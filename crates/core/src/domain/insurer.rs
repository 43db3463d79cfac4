use std::collections::BTreeSet;

use chrono::{DateTime, Utc};
use rust_decimal::Decimal;
use secrecy::SecretString;
use serde::{Deserialize, Serialize};
use tracing::debug;

use crate::config::Environment;
use crate::domain::ids::{InsurerId, PaymentPlanId};
use crate::domain::policy_type::PolicyType;
use crate::errors::{DomainError, EngineError};
use crate::ports::{EncryptionService, InsurerStore};

#[derive(Clone, Debug, PartialEq, Eq, Serialize, Deserialize)]
pub struct PaymentPlan {
    pub id: PaymentPlanId,
    pub name: String,
    /// Minimum premium at which this plan may be offered.
    pub premium_threshold: Decimal,
}

#[derive(Clone, Debug, PartialEq, Eq, Serialize, Deserialize)]
pub struct PackageType {
    pub id: u64,
    pub name: String,
}

#[derive(Clone, Copy, Debug, PartialEq, Eq, Serialize, Deserialize)]
pub struct OutageWindow {
    pub start: DateTime<Utc>,
    pub end: DateTime<Utc>,
}

impl OutageWindow {
    pub fn contains(&self, at: DateTime<Utc>) -> bool {
        self.start <= at && at < self.end
    }
}

#[derive(Clone, Debug)]
pub struct Credentials {
    pub username: String,
    pub password: SecretString,
}

/// A carrier as seen by one application: capabilities plus decrypted credentials.
#[derive(Clone, Debug)]
pub struct Insurer {
    pub id: InsurerId,
    pub name: String,
    pub slug: String,
    pub policy_types: BTreeSet<PolicyType>,
    pub payment_plans: Vec<PaymentPlan>,
    pub package_types: Vec<PackageType>,
    pub outages: Vec<OutageWindow>,
    live_credentials: Option<Credentials>,
    test_credentials: Option<Credentials>,
}

impl Insurer {
    /// Loads the carrier row, its payment plans, packages and outages concurrently.
    /// Any lookup failure fails the whole init.
    pub async fn init(
        id: InsurerId,
        store: &dyn InsurerStore,
        encryption: &dyn EncryptionService,
    ) -> Result<Self, EngineError> {
        let (record, payment_plans, package_types, outages) = tokio::try_join!(
            store.load_insurer(id),
            store.load_payment_plans(id),
            store.load_package_types(id),
            store.load_outages(id),
        )?;

        let record = record.ok_or_else(|| {
            DomainError::MisconfiguredAgent(format!("insurer {id} is enabled but does not exist"))
        })?;

        let live_credentials =
            decrypt_pair(encryption, record.live_username, record.live_password).await?;
        let test_credentials =
            decrypt_pair(encryption, record.test_username, record.test_password).await?;

        debug!(
            event_name = "insurer.init.loaded",
            insurer_id = %id,
            slug = %record.slug,
            payment_plans = payment_plans.len(),
            outages = outages.len(),
            "insurer initialized"
        );

        Ok(Self {
            id,
            name: record.name,
            slug: record.slug,
            policy_types: record.policy_types.into_iter().collect(),
            payment_plans,
            package_types,
            outages,
            live_credentials,
            test_credentials,
        })
    }

    pub fn supports(&self, policy_type: PolicyType) -> bool {
        self.policy_types.contains(&policy_type)
    }

    pub fn in_outage(&self, at: DateTime<Utc>) -> bool {
        self.outages.iter().any(|window| window.contains(at))
    }

    /// Live credentials only in production-like environments.
    pub fn credentials(&self, environment: Environment) -> Option<&Credentials> {
        if environment.is_production_like() {
            self.live_credentials.as_ref()
        } else {
            self.test_credentials.as_ref()
        }
    }

    pub fn payment_plan(&self, id: PaymentPlanId) -> Option<&PaymentPlan> {
        self.payment_plans.iter().find(|plan| plan.id == id)
    }
}

async fn decrypt_pair(
    encryption: &dyn EncryptionService,
    username: Option<String>,
    password: Option<String>,
) -> Result<Option<Credentials>, EngineError> {
    let (Some(username), Some(password)) = (username, password) else {
        return Ok(None);
    };
    let (username, password) =
        tokio::try_join!(encryption.decrypt(&username), encryption.decrypt(&password))?;
    Ok(Some(Credentials { username, password: SecretString::from(password) }))
}

#[cfg(test)]
mod tests {
    use std::collections::HashMap;

    use async_trait::async_trait;
    use chrono::{Duration, Utc};
    use rust_decimal::Decimal;
    use secrecy::ExposeSecret;

    use super::{Insurer, OutageWindow, PackageType, PaymentPlan};
    use crate::config::Environment;
    use crate::domain::ids::{InsurerId, PaymentPlanId};
    use crate::domain::policy_type::PolicyType;
    use crate::errors::{DomainError, EngineError};
    use crate::ports::{
        EncryptionService, InsurerRecord, InsurerStore, RepositoryError, ServiceError,
    };

    struct Reverse;

    #[async_trait]
    impl EncryptionService for Reverse {
        async fn encrypt(&self, plaintext: &str) -> Result<String, ServiceError> {
            Ok(plaintext.chars().rev().collect())
        }

        async fn decrypt(&self, ciphertext: &str) -> Result<String, ServiceError> {
            Ok(ciphertext.chars().rev().collect())
        }
    }

    #[derive(Default)]
    struct Store {
        insurers: HashMap<InsurerId, InsurerRecord>,
        outage: Option<OutageWindow>,
        fail_plans: bool,
    }

    #[async_trait]
    impl InsurerStore for Store {
        async fn load_insurer(
            &self,
            id: InsurerId,
        ) -> Result<Option<InsurerRecord>, RepositoryError> {
            Ok(self.insurers.get(&id).cloned())
        }

        async fn load_payment_plans(
            &self,
            _id: InsurerId,
        ) -> Result<Vec<PaymentPlan>, RepositoryError> {
            if self.fail_plans {
                return Err(RepositoryError::Database("connection reset".to_owned()));
            }
            Ok(vec![PaymentPlan {
                id: PaymentPlanId(1),
                name: "Annual".to_owned(),
                premium_threshold: Decimal::ZERO,
            }])
        }

        async fn load_package_types(
            &self,
            _id: InsurerId,
        ) -> Result<Vec<PackageType>, RepositoryError> {
            Ok(vec![PackageType { id: 1, name: "Standard".to_owned() }])
        }

        async fn load_outages(&self, _id: InsurerId) -> Result<Vec<OutageWindow>, RepositoryError> {
            Ok(self.outage.into_iter().collect())
        }
    }

    fn store() -> Store {
        let record = InsurerRecord {
            id: InsurerId(5),
            name: "Granite Mutual".to_owned(),
            slug: "granite".to_owned(),
            policy_types: vec![PolicyType::Gl, PolicyType::Wc],
            live_username: Some("evil".to_owned()),
            live_password: Some("terces".to_owned()),
            test_username: Some("tset".to_owned()),
            test_password: None,
        };
        Store { insurers: HashMap::from([(InsurerId(5), record)]), ..Store::default() }
    }

    #[tokio::test]
    async fn init_decrypts_live_credentials_and_loads_capabilities() {
        let insurer = Insurer::init(InsurerId(5), &store(), &Reverse).await.expect("init");

        assert!(insurer.supports(PolicyType::Gl));
        assert!(!insurer.supports(PolicyType::Bop));
        assert!(insurer.payment_plan(PaymentPlanId(1)).is_some());

        let live = insurer.credentials(Environment::Production).expect("live credentials");
        assert_eq!(live.username, "live");
        assert_eq!(live.password.expose_secret(), "secret");
        assert!(insurer.credentials(Environment::Development).is_none());
    }

    #[tokio::test]
    async fn missing_insurer_row_is_misconfiguration() {
        let error = Insurer::init(InsurerId(9), &store(), &Reverse).await.expect_err("missing");
        assert!(matches!(error, EngineError::Domain(DomainError::MisconfiguredAgent(_))));
    }

    #[tokio::test]
    async fn any_lookup_failure_fails_init() {
        let mut failing = store();
        failing.fail_plans = true;
        let error = Insurer::init(InsurerId(5), &failing, &Reverse).await.expect_err("plans");
        assert!(matches!(error, EngineError::ServiceUnavailable(_)));
    }

    #[tokio::test]
    async fn outage_window_is_half_open() {
        let now = Utc::now();
        let mut outage_store = store();
        outage_store.outage =
            Some(OutageWindow { start: now - Duration::hours(1), end: now + Duration::hours(1) });
        let insurer = Insurer::init(InsurerId(5), &outage_store, &Reverse).await.expect("init");

        assert!(insurer.in_outage(now));
        assert!(!insurer.in_outage(now + Duration::hours(1)));
    }
}
// This Source Code Form is subject to the terms of the Mozilla Public
// License, v. 2.0. If a copy of the MPL was not distributed with this
// file, You can obtain one at https://mozilla.org/MPL/2.0/.

//! Geometry batcher: turns one geometry subtree into batched drawables.
//!
//! Consecutive polygons sharing the same texture key (a URL, or untextured)
//! accumulate into one drawable; any change of key closes the run. Sibling
//! order in the source therefore determines batch boundaries.

use citygml_scene_graph::Drawable;
use citygml_scene_model::{Geometry, Polygon};
use nalgebra::Vector3;
use tracing::warn;

use crate::appearance::material_state;
use crate::arrays::MaterialArrays;
use crate::context::ImportContext;

/// Recursively batch a geometry tree into `out`.
///
/// Depth-first: the node's own polygons first, then its children in source
/// order. Degenerate polygons (empty index list) are skipped and never
/// contribute vertices. Every open run is flushed before recursing, and the
/// final run of each node is always flushed.
pub(crate) fn batch_geometry(
    geometry: &Geometry,
    ctx: &mut ImportContext<'_>,
    offset: &Vector3<f64>,
    out: &mut Vec<Drawable>,
) {
    if !geometry.polygons().is_empty() {
        let mut arrays = MaterialArrays::new();
        // None = no run open; Some(None) = untextured run; Some(Some(url))
        let mut run_key: Option<Option<String>> = None;
        let mut representative: Option<&Polygon> = None;

        for polygon in geometry.polygons() {
            if polygon.indices().is_empty() {
                continue;
            }

            let key = polygon
                .texture_for(ctx.theme())
                .map(|t| t.url().to_string());

            if let Some(previous) = &run_key {
                if *previous != key && !arrays.is_empty() {
                    if let Some(rep) = representative {
                        flush_run(arrays, rep, geometry, ctx, out);
                    }
                    arrays = MaterialArrays::new();
                }
            }

            run_key = Some(key);
            // The run's first polygon names the drawable and donates its
            // appearance.
            if arrays.is_empty() {
                representative = Some(polygon);
            }

            let theme = ctx.theme().to_string();
            arrays.append_polygon(polygon, &theme, offset, true);
        }

        if !arrays.is_empty() {
            if let Some(rep) = representative {
                flush_run(arrays, rep, geometry, ctx, out);
            }
        }
    }

    for child in geometry.children() {
        batch_geometry(child, ctx, offset, out);
    }
}

/// Close one run: resolve appearance for its representative polygon and
/// emit a drawable.
fn flush_run(
    arrays: MaterialArrays,
    representative: &Polygon,
    geometry: &Geometry,
    ctx: &mut ImportContext<'_>,
    out: &mut Vec<Drawable>,
) {
    let mut drawable = arrays.into_drawable(representative.id());
    drawable.tag = Some(geometry.kind().type_name().to_string());

    if ctx.settings.store_geom_ids {
        drawable.description = Some(representative.id().to_string());
    }

    if let Some(material) = representative.material_for(ctx.theme()) {
        drawable.material = material_state(material);
    }

    if let Some(texture) = representative.texture_for(ctx.theme()) {
        if representative.tex_coords_for(ctx.theme()).is_none() {
            warn!(
                "texture coordinates not found for polygon {}",
                representative.id()
            );
        }
        let texture = texture.clone();
        drawable.texture = ctx.resolve_texture(&texture);
    }

    out.push(Drawable::Mesh(drawable));
}

#[cfg(test)]
mod tests {
    use super::*;
    use crate::reader::FileLocator;
    use crate::settings::ImportSettings;
    use citygml_scene_model::{GeometryKind, Point3, TextureRef};

    fn quad(id: &str) -> Polygon {
        Polygon::new(
            id,
            vec![
                Point3::new(0.0, 0.0, 0.0),
                Point3::new(1.0, 0.0, 0.0),
                Point3::new(1.0, 1.0, 0.0),
                Point3::new(0.0, 1.0, 0.0),
            ],
            vec![0, 1, 2, 0, 2, 3],
        )
    }

    fn textured_quad(id: &str, url: &str) -> Polygon {
        let mut p = quad(id);
        p.set_texture("", TextureRef::new(url));
        p.set_tex_coords("", vec![[0.0, 0.0], [1.0, 0.0], [1.0, 1.0], [0.0, 1.0]]);
        p
    }

    fn run_batcher(geometry: &Geometry) -> Vec<Drawable> {
        let settings = ImportSettings::default();
        let locator = FileLocator::new();
        let mut ctx = ImportContext::new(&settings, String::new(), &locator);
        let mut out = Vec::new();
        batch_geometry(geometry, &mut ctx, &Vector3::zeros(), &mut out);
        out
    }

    #[test]
    fn test_untextured_polygons_share_one_drawable() {
        let geometry = Geometry::new(GeometryKind::Wall, 2)
            .with_polygon(quad("a"))
            .with_polygon(quad("b"));

        let out = run_batcher(&geometry);
        assert_eq!(out.len(), 1);
        let mesh = out[0].as_mesh().unwrap();
        assert_eq!(mesh.vertex_count(), 8);
        assert_eq!(mesh.triangle_count(), 4);
        assert_eq!(mesh.tag.as_deref(), Some("Wall"));
    }

    #[test]
    fn test_texture_change_splits_run() {
        // Textured then untextured: the key change closes the first run.
        let geometry = Geometry::new(GeometryKind::Wall, 2)
            .with_polygon(textured_quad("a", "A.png"))
            .with_polygon(quad("b"));

        let out = run_batcher(&geometry);
        assert_eq!(out.len(), 2);
        assert_eq!(out[0].as_mesh().unwrap().vertex_count(), 4);
        assert_eq!(out[1].as_mesh().unwrap().vertex_count(), 4);
    }

    #[test]
    fn test_different_urls_split_runs() {
        let geometry = Geometry::new(GeometryKind::Wall, 2)
            .with_polygon(textured_quad("a", "A.png"))
            .with_polygon(textured_quad("b", "B.png"))
            .with_polygon(textured_quad("c", "B.png"));

        let out = run_batcher(&geometry);
        assert_eq!(out.len(), 2);
        assert_eq!(out[1].as_mesh().unwrap().vertex_count(), 8);
    }

    #[test]
    fn test_degenerate_polygons_skipped() {
        let degenerate = Polygon::new("empty", vec![Point3::new(0.0, 0.0, 0.0)], vec![]);
        let geometry = Geometry::new(GeometryKind::Wall, 2)
            .with_polygon(degenerate)
            .with_polygon(quad("a"));

        let out = run_batcher(&geometry);
        assert_eq!(out.len(), 1);
        let mesh = out[0].as_mesh().unwrap();
        // Nothing from the degenerate polygon leaks into the buffers.
        assert_eq!(mesh.vertex_count(), 4);
        assert_eq!(mesh.indices.len(), 6);
    }

    #[test]
    fn test_indices_stay_within_own_buffer() {
        let geometry = Geometry::new(GeometryKind::Wall, 2)
            .with_polygon(textured_quad("a", "A.png"))
            .with_polygon(quad("b"))
            .with_polygon(quad("c"))
            .with_child(Geometry::new(GeometryKind::Roof, 2).with_polygon(quad("d")));

        for drawable in run_batcher(&geometry) {
            let mesh = drawable.as_mesh().unwrap();
            let count = mesh.vertex_count() as u32;
            assert!(mesh.indices.iter().all(|&i| i < count));
        }
    }

    #[test]
    fn test_child_geometries_batched_after_own_polygons() {
        let child = Geometry::new(GeometryKind::Roof, 2).with_polygon(quad("roof"));
        let geometry = Geometry::new(GeometryKind::Wall, 2)
            .with_polygon(quad("wall"))
            .with_child(child);

        let out = run_batcher(&geometry);
        assert_eq!(out.len(), 2);
        assert_eq!(out[0].as_mesh().unwrap().name, "wall");
        assert_eq!(out[1].as_mesh().unwrap().name, "roof");
        assert_eq!(out[1].as_mesh().unwrap().tag.as_deref(), Some("Roof"));
    }

    #[test]
    fn test_store_geom_ids_sets_description() {
        let geometry = Geometry::new(GeometryKind::Wall, 2).with_polygon(quad("poly-7"));

        let settings = ImportSettings {
            store_geom_ids: true,
            ..Default::default()
        };
        let locator = FileLocator::new();
        let mut ctx = ImportContext::new(&settings, String::new(), &locator);
        let mut out = Vec::new();
        batch_geometry(&geometry, &mut ctx, &Vector3::zeros(), &mut out);

        assert_eq!(
            out[0].as_mesh().unwrap().description.as_deref(),
            Some("poly-7")
        );
    }

    #[test]
    fn test_polygon_material_applied_to_run() {
        use citygml_scene_model::SurfaceMaterial;

        let mut p = quad("a");
        p.set_material(
            "",
            SurfaceMaterial {
                diffuse: [0.1, 0.2, 0.3],
                ..Default::default()
            },
        );
        let geometry = Geometry::new(GeometryKind::Wall, 2).with_polygon(p);

        let out = run_batcher(&geometry);
        let mesh = out[0].as_mesh().unwrap();
        assert_eq!(mesh.material.diffuse, [0.1, 0.2, 0.3, 0.0]);
    }
}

* [PROBLEM DETAILS] Of the lines above, output exactly those from the line bearing "arrays.append_polygon(polygon, &theme, offset, true);" through the line bearing "use crate::settings::ImportSettings;", inclusive.

* [TASK RESULT]
            arrays.append_polygon(polygon, &theme, offset, true);
        }

        if !arrays.is_empty() {
            if let Some(rep) = representative {
                flush_run(arrays, rep, geometry, ctx, out);
            }
        }
    }

    for child in geometry.children() {
        batch_geometry(child, ctx, offset, out);
    }
}

/// Close one run: resolve appearance for its representative polygon and
/// emit a drawable.
fn flush_run(
    arrays: MaterialArrays,
    representative: &Polygon,
    geometry: &Geometry,
    ctx: &mut ImportContext<'_>,
    out: &mut Vec<Drawable>,
) {
    let mut drawable = arrays.into_drawable(representative.id());
    drawable.tag = Some(geometry.kind().type_name().to_string());

    if ctx.settings.store_geom_ids {
        drawable.description = Some(representative.id().to_string());
    }

    if let Some(material) = representative.material_for(ctx.theme()) {
        drawable.material = material_state(material);
    }

    if let Some(texture) = representative.texture_for(ctx.theme()) {
        if representative.tex_coords_for(ctx.theme()).is_none() {
            warn!(
                "texture coordinates not found for polygon {}",
                representative.id()
            );
        }
        let texture = texture.clone();
        drawable.texture = ctx.resolve_texture(&texture);
    }

    out.push(Drawable::Mesh(drawable));
}

#[cfg(test)]
mod tests {
    use super::*;
    use crate::reader::FileLocator;
    use crate::settings::ImportSettings;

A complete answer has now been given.